Going backwards on the timeline, iCTF 2013.
iCTF is one of the most aged and respectful international Attack-Defence CTFs and has been hosted by UCSB for the 11th year in a row.

iCTF is the most Stochastic Attack-Defence competition. One can never guess what to expect from a next iCTF. Every year the organizers at UCSB seem to roll huge dice with CTF legend ideas and infrastructure layout. This year, the infrastructure die rolled out the same thing as previous year. Rare case!

Anyway, iCTF is fun each year, expecting the teams to understand game mechanics first instead of plain hacking.
My opinion: the mechanics turned out to be too random this year. Seems like only the last 1/4 of the game is where you actually get scores (the point reset thingy), and the “turn off opponent’s exploits” is imba since there is no way to escape it.

rwthCTF 2013 is nice, organizers are utter assholes

And finally, rwthCTF 2013. It is hosted by European RWTH Aachen University, which also hosted Cipher CTF back in the days.

This year’s rwthCTF was the most Assholish Attack-Defence competition. Challenges were fine. The idea with separate ARM service was nice, although it has immediately cut down the number of teams to 64.

The phailure was organization. Imagine a situation like this:

Your team is having a good luck in a CTF, and holds 1st place pretty confidently for 8 hours straight, out of 10h total playtime. 2.5h before the end, you exploit a new vuln in the service, and – bingo! – 90% of your opponents are still vulnerable. Woot! pretty awesome scenario, right? You’ve been lucky enough to trade your effort for a hard exploit that can give you many flags and increase your lead :)

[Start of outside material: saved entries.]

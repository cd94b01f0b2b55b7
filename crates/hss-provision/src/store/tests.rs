use super::*;
use crate::error::Error;
use crate::identity::{Msisdn, SubscriberId};
use crate::model::fixtures::template;
use crate::model::SubscriberStatus;

fn imsi(raw: &str) -> Imsi {
    raw.parse().unwrap()
}

fn record(raw: &str) -> NewSubscriber {
    NewSubscriber::new(imsi(raw), None, template().normalized())
}

async fn connected<S: SubscriberStore>(store: S) -> S {
    store.connect().await.unwrap();
    store
}

async fn run_rejects_calls_before_connect<S: SubscriberStore>(store: S) {
    let err = store.count().await.unwrap_err();
    assert!(matches!(err, Error::Persistence { .. }), "{err:?}");
    store.connect().await.unwrap();
    store.connect().await.unwrap();
    assert_eq!(store.count().await.unwrap(), 0);
    store.close().await.unwrap();
    assert!(store.find_existing(&[imsi("001010000000001")]).await.is_err());
}

async fn run_insert_many_reports_conflicts<S: SubscriberStore>(store: S) {
    store.insert_one(record("001010000000002")).await.unwrap();

    let outcome = store
        .insert_many(vec![
            record("001010000000001"),
            record("001010000000002"),
            record("001010000000003"),
        ])
        .await
        .unwrap();

    let inserted: Vec<Imsi> = outcome.inserted.iter().map(|s| s.imsi).collect();
    assert_eq!(inserted, [imsi("001010000000001"), imsi("001010000000003")]);
    assert_eq!(outcome.conflicts, [imsi("001010000000002")]);
    assert_eq!(store.count().await.unwrap(), 3);
    assert_ne!(outcome.inserted[0].id, outcome.inserted[1].id);
}

async fn run_find_existing_is_a_subset<S: SubscriberStore>(store: S) {
    store
        .insert_many(vec![record("001010000000005"), record("001010000000006")])
        .await
        .unwrap();

    let probe: Vec<Imsi> = (1..=10)
        .map(|i| imsi(&format!("0010100000000{i:02}")))
        .collect();
    let found = store.find_existing(&probe).await.unwrap();

    assert_eq!(
        found,
        HashSet::from([imsi("001010000000005"), imsi("001010000000006")])
    );
    assert!(store.find_existing(&[]).await.unwrap().is_empty());
}

async fn run_insert_one_conflicts<S: SubscriberStore>(store: S) {
    store.insert_one(record("001010000000001")).await.unwrap();
    let err = store.insert_one(record("001010000000001")).await.unwrap_err();
    assert!(
        matches!(err, Error::Conflict { imsi: i } if i == imsi("001010000000001")),
        "{err:?}"
    );
}

async fn run_find_by_id_or_imsi<S: SubscriberStore>(store: S) {
    let mut new = record("001010000000007");
    new.msisdn = Some("4917000007".parse::<Msisdn>().unwrap());
    let created = store.insert_one(new).await.unwrap();

    let by_id = store.find(&created.id.clone().into()).await.unwrap();
    let by_imsi = store.find(&created.imsi.into()).await.unwrap();
    assert_eq!(by_id.as_ref(), Some(&created));
    assert_eq!(by_imsi.as_ref(), Some(&created));

    let missing = SubscriberKey::Id(SubscriberId::new("000000000000000000000000"));
    assert!(store.find(&missing).await.unwrap().is_none());
}

async fn run_replace_and_delete<S: SubscriberStore>(store: S) {
    let mut sub = store.insert_one(record("001010000000008")).await.unwrap();
    sub.profile.status = SubscriberStatus::Suspended;
    store.replace(sub.clone()).await.unwrap();
    let stored = store.find(&sub.imsi.into()).await.unwrap().unwrap();
    assert_eq!(stored.profile.status, SubscriberStatus::Suspended);

    let mut moved = sub.clone();
    moved.imsi = imsi("001010000000009");
    assert_eq!(store.replace(moved).await.unwrap_err().field(), Some("imsi"));

    let mut ghost = sub.clone();
    ghost.id = SubscriberId::new("ffffffffffffffffffffffff");
    assert!(matches!(
        store.replace(ghost).await.unwrap_err(),
        Error::NotFound { .. }
    ));

    let removed = store.delete(&sub.imsi.into()).await.unwrap();
    assert_eq!(removed.map(|s| s.id), Some(sub.id.clone()));
    assert!(store.delete(&sub.id.into()).await.unwrap().is_none());
    assert_eq!(store.count().await.unwrap(), 0);
}

async fn run_list_is_ordered_and_paged<S: SubscriberStore>(store: S) {
    store
        .insert_many(vec![
            record("310150000000003"),
            record("001010000000001"),
            record("208930000000002"),
        ])
        .await
        .unwrap();

    let all: Vec<String> = store
        .list(0, 10)
        .await
        .unwrap()
        .iter()
        .map(|s| s.imsi.to_string())
        .collect();
    assert_eq!(all, ["001010000000001", "208930000000002", "310150000000003"]);

    let page = store.list(1, 1).await.unwrap();
    assert_eq!(page.len(), 1);
    assert_eq!(page[0].imsi, imsi("208930000000002"));
    assert!(store.list(3, 10).await.unwrap().is_empty());
    assert!(store.list(usize::MAX, 10).await.unwrap().is_empty());
    assert_eq!(store.list(0, usize::MAX).await.unwrap().len(), 3);
}

async fn run_bounded_insert_within_deadline<S: SubscriberStore>(store: S) {
    store.insert_one(record("001010000000002")).await.unwrap();

    let outcome = store
        .insert_many_within(
            vec![record("001010000000001"), record("001010000000002")],
            Duration::from_secs(5),
        )
        .await
        .unwrap();

    assert_eq!(outcome.inserted.len(), 1);
    assert_eq!(outcome.conflicts, [imsi("001010000000002")]);
    assert_eq!(store.count().await.unwrap(), 2);
}

async fn run_health_check<S: SubscriberStore>(store: S) {
    let health = store.health_check().await.unwrap();
    assert!(health.connected);
    assert_eq!(health.subscribers, 0);
    assert_eq!(health.backend, store.backend());
}

macro_rules! store_suite {
    ($module:ident, $make:expr) => {
        mod $module {
            use super::*;

            #[tokio::test]
            async fn rejects_calls_before_connect() {
                run_rejects_calls_before_connect($make).await;
            }

            #[tokio::test]
            async fn insert_many_reports_conflicts() {
                run_insert_many_reports_conflicts(connected($make).await).await;
            }

            #[tokio::test]
            async fn find_existing_is_a_subset() {
                run_find_existing_is_a_subset(connected($make).await).await;
            }

            #[tokio::test]
            async fn insert_one_conflicts() {
                run_insert_one_conflicts(connected($make).await).await;
            }

            #[tokio::test]
            async fn find_by_id_or_imsi() {
                run_find_by_id_or_imsi(connected($make).await).await;
            }

            #[tokio::test]
            async fn replace_and_delete() {
                run_replace_and_delete(connected($make).await).await;
            }

            #[tokio::test]
            async fn list_is_ordered_and_paged() {
                run_list_is_ordered_and_paged(connected($make).await).await;
            }

            #[tokio::test]
            async fn bounded_insert_within_deadline() {
                run_bounded_insert_within_deadline(connected($make).await).await;
            }

            #[tokio::test]
            async fn health_check() {
                run_health_check(connected($make).await).await;
            }
        }
    };
}

store_suite!(memory, MemoryStore::new());

#[cfg(feature = "sqlite")]
store_suite!(sqlite, SqliteStore::in_memory());

#[cfg(feature = "sqlite")]
#[tokio::test]
async fn sqlite_persists_across_reconnect() {
    let path = std::env::temp_dir().join(format!("hss-provision-{}.db", next_object_id()));
    {
        let store = connected(SqliteStore::new(&path)).await;
        store.insert_one(record("001010000000001")).await.unwrap();
        store.close().await.unwrap();
    }
    let store = connected(SqliteStore::new(&path)).await;
    let found = store.find(&imsi("001010000000001").into()).await.unwrap();
    assert_eq!(found.unwrap().profile.amf, "8000");
    store.close().await.unwrap();
    let _ = std::fs::remove_file(&path);
}
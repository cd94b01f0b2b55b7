//! HTTP mapping of provisioning errors.
//!
//! Every failure is returned as `{ "error", "code" }` JSON, plus a `details`
//! map of field path to message for validation failures.
//!
//! | error                | status |
//! |----------------------|--------|
//! | `Validation`         | 400    |
//! | malformed body/query | 400    |
//! | `NotFound`           | 404    |
//! | `Conflict`           | 409    |
//! | `Persistence`        | 503    |
//! | `Timeout`            | 504    |

use super::telemetry::increment_errors;
use axum::{
    Json,
    extract::rejection::{JsonRejection, QueryRejection},
    http::StatusCode,
    response::{IntoResponse, Response},
};
use hss_provision::{Error, FieldErrors};
use serde::{Deserialize, Serialize};

#[derive(Debug, thiserror::Error)]
pub enum ApiError {
    #[error(transparent)]
    Provision(#[from] Error),

    /// The body or query string could not be decoded.
    #[error("Malformed request: {0}")]
    BadRequest(String),
}

impl From<JsonRejection> for ApiError {
    fn from(rejection: JsonRejection) -> Self {
        Self::BadRequest(rejection.body_text())
    }
}

impl From<QueryRejection> for ApiError {
    fn from(rejection: QueryRejection) -> Self {
        Self::BadRequest(rejection.body_text())
    }
}

#[derive(Debug, Serialize, Deserialize)]
pub struct ErrorResponse {
    pub error: String,
    pub code: String,
    #[serde(default, skip_serializing_if = "Option::is_none")]
    pub details: Option<FieldErrors>,
}

impl ApiError {
    fn status_and_code(&self) -> (StatusCode, &'static str) {
        match self {
            Self::Provision(Error::Validation { .. }) => {
                (StatusCode::BAD_REQUEST, "VALIDATION_ERROR")
            }
            Self::Provision(Error::Conflict { .. }) => (StatusCode::CONFLICT, "CONFLICT"),
            Self::Provision(Error::NotFound { .. }) => (StatusCode::NOT_FOUND, "NOT_FOUND"),
            Self::Provision(Error::Persistence { .. }) => {
                (StatusCode::SERVICE_UNAVAILABLE, "PERSISTENCE_ERROR")
            }
            Self::Provision(Error::Timeout { .. }) => (StatusCode::GATEWAY_TIMEOUT, "TIMEOUT"),
            Self::BadRequest(_) => (StatusCode::BAD_REQUEST, "BAD_REQUEST"),
        }
    }
}

impl IntoResponse for ApiError {
    fn into_response(self) -> Response {
        let (status, code) = self.status_and_code();
        increment_errors(code);
        if status.is_server_error() {
            tracing::error!(%status, code, error = %self, "request failed");
        } else {
            tracing::debug!(%status, code, error = %self, "request rejected");
        }

        let error = self.to_string();
        let details = match self {
            Self::Provision(Error::Validation { details, .. }) => Some(details),
            _ => None,
        };
        let body = ErrorResponse {
            error,
            code: code.to_string(),
            details,
        };

        (status, Json(body)).into_response()
    }
}

pub type ApiResult<T> = Result<T, ApiError>;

Using the vuln you found, you begin stealing flags from all other teams, and also start removing flags from their boxes for them to lose defence points. Everything goes well, you get a 50 “Congratulations, you have scored a point!” scorebot messages every few minutes, nice! Then after a few minutes you start to notice that your score isn’t growing that fast :-O

Actually, it seems like none of the flags that you’ve stolen from that service get counted. You PM an organizer asking to look into the issue. “Hm, the flags are in the database – they should have been counted” is his answer. OK, you wait, maybe it’s just not displaying the score properly because of caching or something… Nothing. You continue to bug the org about this thing, and – at last! – after almost an hour he responds “Oh apparently the flags weren’t counted because you delete them from opponents’ boxes. Now we changed the scoring logic so flags should be counted fine”

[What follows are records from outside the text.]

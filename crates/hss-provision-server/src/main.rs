#![doc = include_str!("../README.md")]

mod server;

use anyhow::Context;
use clap::Parser;
use core::pin::pin;
use hss_provision::SubscriberStore;
use server::build_app;
use server::config::{CliArgs, ServerConfig};
use server::state::{AppState, open_store};
use server::telemetry::init_telemetry;
use std::sync::Arc;
use tokio::net::TcpListener;
use tokio::signal;
use tokio::sync::Notify;

// Using mimalloc for better performance under contention, especially in musl
// environments.
#[global_allocator]
static GLOBAL: mimalloc::MiMalloc = mimalloc::MiMalloc;

#[tokio::main]
async fn main() -> anyhow::Result<()> {
    // Load from .env
    let _ = dotenvy::dotenv();
    let args = CliArgs::parse();
    let config = ServerConfig::try_from(args)?;

    let providers = init_telemetry(config.log_json)?;
    log_startup_info(&config);

    let store = open_store(&config);
    store
        .connect()
        .await
        .with_context(|| format!("failed to connect {} store", store.backend()))?;

    let app = build_app(AppState::from_config(Arc::clone(&store), &config), config.cors);
    let listener = TcpListener::bind(config.server_addr)
        .await
        .with_context(|| format!("failed to bind {}", config.server_addr))?;

    let drain = Arc::new(Notify::new());
    let server = axum::serve(listener, app).with_graceful_shutdown({
        let drain = Arc::clone(&drain);
        async move { drain.notified().await }
    });
    let mut server = pin!(server.into_future());

    let served = tokio::select! {
        res = &mut server => res,
        () = shutdown_signal() => {
            drain.notify_one();
            match tokio::time::timeout(config.shutdown_timeout, &mut server).await {
                Ok(res) => res,
                Err(_) => {
                    tracing::warn!(
                        timeout = ?config.shutdown_timeout,
                        "in-flight requests did not drain in time"
                    );
                    Ok(())
                }
            }
        }
    };

    if let Err(err) = store.close().await {
        tracing::error!(error = %err, "failed to close subscriber store");
    }
    providers.shutdown();

    served?;
    tracing::info!("Service shut down successfully");
    Ok(())
}

fn log_startup_info(config: &ServerConfig) {
    if cfg!(debug_assertions) {
        tracing::info!(
            "Starting provisioning service on {} with full config: {:#?}",
            config.server_addr,
            config
        );
    } else {
        tracing::info!(
            "Starting provisioning service on {} with {:?} store",
            config.server_addr,
            config.store
        );
    }
}

async fn shutdown_signal() {
    #[cfg(unix)]
    let terminate = async {
        signal::unix::signal(signal::unix::SignalKind::terminate())
            .expect("failed to install signal handler")
            .recv()
            .await;
    };

    #[cfg(not(unix))]
    let terminate = std::future::pending::<()>();

    let ctrl_c = async {
        signal::ctrl_c()
            .await
            .expect("failed to install Ctrl+C handler");
    };

    tokio::select! {
        () = ctrl_c => tracing::info!("Received Ctrl+C signal"),
        () = terminate => tracing::info!("Received SIGTERM signal"),
    }

    tracing::info!("Shutdown signal received, draining requests...");
}
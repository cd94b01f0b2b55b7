//! Payload validation with per-field details.
//!
//! The rules live on the model types as `#[derive(Validate)]` attributes.
//! This module runs them and flattens the nested [`ValidationErrors`] into
//! field paths such as `slice[0].session[1].qos.index`; the collected map is
//! returned as a single [`Error::Validation`]. The range expander and the
//! reconciler assume their inputs already passed these checks.

use crate::error::{Error, FieldErrors, Result};
use crate::model::{SubscriberPatch, SubscriberTemplate};
use std::borrow::Cow;
use validator::{Validate, ValidationError, ValidationErrors, ValidationErrorsKind};

/// Validates every field of a subscriber template.
pub fn template(template: &SubscriberTemplate) -> Result<()> {
    check(template)
}

/// Validates the fields present in a patch.
pub fn patch(patch: &SubscriberPatch) -> Result<()> {
    check(patch)
}

fn check(payload: &impl Validate) -> Result<()> {
    payload.validate().map_err(|errors| {
        let mut details = FieldErrors::new();
        flatten("", &errors, &mut details);
        Error::from_field_errors(details)
    })
}

fn flatten(prefix: &str, errors: &ValidationErrors, out: &mut FieldErrors) {
    for (field, kind) in errors.errors() {
        let path = if prefix.is_empty() {
            field.to_string()
        } else {
            format!("{prefix}.{field}")
        };
        match kind {
            ValidationErrorsKind::Field(list) => {
                if let Some(first) = list.first() {
                    out.entry(path).or_insert_with(|| describe(first));
                }
            }
            ValidationErrorsKind::Struct(inner) => flatten(&path, inner, out),
            ValidationErrorsKind::List(items) => {
                for (index, inner) in items {
                    flatten(&format!("{path}[{index}]"), inner, out);
                }
            }
        }
    }
}

fn describe(error: &ValidationError) -> String {
    match &error.message {
        Some(message) => message.to_string(),
        None => format!("failed the {} check", error.code),
    }
}

/// Rejects anything but ASCII hex digits.
pub(crate) fn hex(value: &str) -> core::result::Result<(), ValidationError> {
    if value.bytes().all(|b| b.is_ascii_hexdigit()) {
        Ok(())
    } else {
        Err(ValidationError::new("hex").with_message(Cow::Borrowed("must be hexadecimal")))
    }
}

pub(crate) fn not_blank(value: &str) -> core::result::Result<(), ValidationError> {
    if value.trim().is_empty() {
        Err(ValidationError::new("not_blank").with_message(Cow::Borrowed("must not be empty")))
    } else {
        Ok(())
    }
}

Oh thank you, – you think, – but we’ve had this issue for an hour already and have lost a ton of points, can we get those re-counted since you have them in your DB? – “Meh, well… maybe we’ll talk about that later…”
WTF?! As you can tell from the numbers, your team would have twice as much points at that moment, if your flags were being counted properly.

So anyway, while the org is doing nothing and the game is ending its course, two other teams overcome you, and you’re on 3rd. The game ends. You remind the org about score recalculation. He starts debating with the CTF dev team about how much points your team has lost, it turns out if orgs do a recalc, you win the ctf – 1st place instead of 3rd. At the same time, he tells you that you’re the wrong party here: you shouldn’t have removed the flags from opponents’ boxes, irregardless there is no such rule in any CTF. Also it’s 5am at your place and you’ve been pwning for 10 hours straight, and they’ve been supporting the infrastructure for 10 hours straight, so everyone’s irritated as hell.

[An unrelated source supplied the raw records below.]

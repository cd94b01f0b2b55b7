#![doc = include_str!("../README.md")]

mod error;
mod identity;
mod model;
mod range;
mod reconcile;
mod service;
pub mod store;
pub mod validate;

pub use crate::error::*;
pub use crate::identity::*;
pub use crate::model::*;
pub use crate::range::*;
pub use crate::reconcile::*;
pub use crate::service::*;
pub use crate::store::{InsertOutcome, MemoryStore, StoreHealth, SubscriberStore};
#[cfg(feature = "sqlite")]
pub use crate::store::SqliteStore;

Finally, guys from 1st and 2nd place teams start whining and the orgs decide to do nothing. You’re on 3rd while having pwnd enough to be 1st.

Surrealistic? Well, that’s what was actually happening.

The day after, after having some sleep and relieving from CTF hangover, I have another discussion with that org, about why they decided to do that – and instead of even admitting he’s wrong, he tells me like, “that was the rule dude, you shouldn’t have removed the flags” and claims that i’m the asshole here for bringing it up again. :-(

Gathering it all together:

  • The game has a rule which isn’t in the rule set – teams have no way to find it out
  • In fact, in the rule set there was this (like in any other A&D CTF): “However, if other teams manage to delete your flags, you will not receive points” – in my opinion meaning exactly “if you want opponents to lose defence points, delete their flags”
  • The scorebot responds “Congratulations, you have scored a point!” when you post the flag – like you would expect on any CTF – but doesn’t actually add any points
  • When you ask the orgs about why the flags aren’t counting, it takes them a fucking hour to figure out this rule
  • We lose 1/3 of our points because of the rule, and the only thing orgs are doing is saying “oops, sorry for not telling you about that rule”
  • Orgs refuse to publish the game logs for everyone to see

For the historical purposes, here are the text-fighting logs

Don’t know whose decision it is, but in my opinion that’s not how any competitions should be organized.

/!\ Asshole alert /!\

14 comments

  1. rep says:

    So pals, even though you’re being unprofessional with your post and language, here is a comment on the facts. But before I do I would like to remind everyone that hosting a CTF competition is a lot of work and has pretty much no other purpose than fun and learning experience on both sides. We definitely had fun organizing and learned a lot and we got the feedback that the same is true for almost all teams participating.

    Regarding the fuckup / rwthCTF situation:
    YES, WE SCREWED UP! We know that a big mistake was made and we apologized several times (several organizers did) for NOT IMMEDIATELY CLARIFYING the flag overwrite game logic. In the heat of the moment we were unable to give you a direct and clear answer. ALSO WE SCREWED UP that this aspect of the scoring / rules WAS NOT LISTED on the website / scoreboard.

    SO YES, we fucked up. And we’re really sorry.

    Now that being said – as other teams noticed the same situation, they STOPPED overwriting flags and by that adapted to what was happening and continued playing (e.g. Eindbazen). Which is what every hacker probably would do in this situation (except you guys obviously).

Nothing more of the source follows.